In crypto, availability bias appears in marketing. A token might get pumped because it has good marketing. Marketing is important, but make sure it doesn't overshadow a bad project.
13) Outcome Bias
Outcome bias is the error of evaluating the quality of a decision based on its known outcome. Imagine going all-in with AA against JJ in poker (where AA has an 80% chance of winning) and then losing. You made a great decision, but the outcome was bad. You invested $10,000 in a shitcoin, and now it’s worth $100,000. That’s a good outcome, but it was a bad decision.
Another angle on outcome bias is to imagine if the scenario were replayed a thousand times. You have to consider the differences. You can do everything right, and the outcome still won’t be right. That’s life. But you should always make decisions based on the best odds and probabilities.
14) Authority Bias
This is our natural tendency to follow leaders. Once we believe someone is an expert, we tend to believe everything they say.
How do you stop cognitive biases? Here are some strategies I use to mitigate the damage of cognitive biases.
- Create a cognitive bias checklist. Whenever I make an investment decision, I refer to my cognitive bias checklist. This makes me aware of my thinking flaws.
- Consider creating your own investment system. Formulas can help you control emotions.

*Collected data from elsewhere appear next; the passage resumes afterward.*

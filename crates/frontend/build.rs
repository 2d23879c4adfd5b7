//! Endpoint overrides are baked in at compile time, so rebuild when they change

fn main() {
    for var in [
        "HEXADMIN_API_BASE_URL",
        "HEXADMIN_API_PATH",
        "HEXADMIN_COOKIE_NAME",
    ] {
        println!("cargo:rerun-if-env-changed={var}");
    }
}
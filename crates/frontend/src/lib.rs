//! Hexadmin browser console
//!
//! Yew front end for the product admin API: a login form backed by a
//! cookie-stored session token and a two-pane product browser.

pub mod components;
pub mod config;
pub mod console;
pub mod cookie_store;
pub mod logging;

pub use components::ConsoleApp;
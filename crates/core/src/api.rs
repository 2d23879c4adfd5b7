//! Remote API seams implemented by the HTTP client

use crate::error::ConsoleResult;
use crate::types::{AuthorizedToken, Credential, Product, SessionToken};
use async_trait::async_trait;

/// Successful sign-in
#[derive(Debug, Clone, PartialEq, Eq)]
pub struct SignInGrant {
    pub token: SessionToken,
    /// Confirmation text from the server, if it sent one
    pub message: Option<String>,
}

/// Sign-in and token verification endpoints.
///
/// Futures are not `Send`: the console runs on the browser event loop.
#[async_trait(?Send)]
pub trait AuthApi {
    async fn sign_in(&self, credential: &Credential) -> ConsoleResult<SignInGrant>;

    /// Succeeds only if the server still accepts `token`
    async fn verify(&self, token: &str) -> ConsoleResult<()>;
}

/// Product collection endpoint
#[async_trait(?Send)]
pub trait ProductApi {
    async fn list_products(&self, token: &AuthorizedToken) -> ConsoleResult<Vec<Product>>;
}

- Keep a trading journal. I maintain a Google spreadsheet that contains all my trades. Besides financial data, I also write down some of my arguments. If I exit early, I note any issues I encountered. By the way, I plan to create a free template for you.
- Leverage cognitive biases to your advantage. Understanding cognitive biases means you can profit from others. A token with a good narrative + a charismatic leader + marketing (availability bias) + herding behavior. The more idolized, the more likely to profit.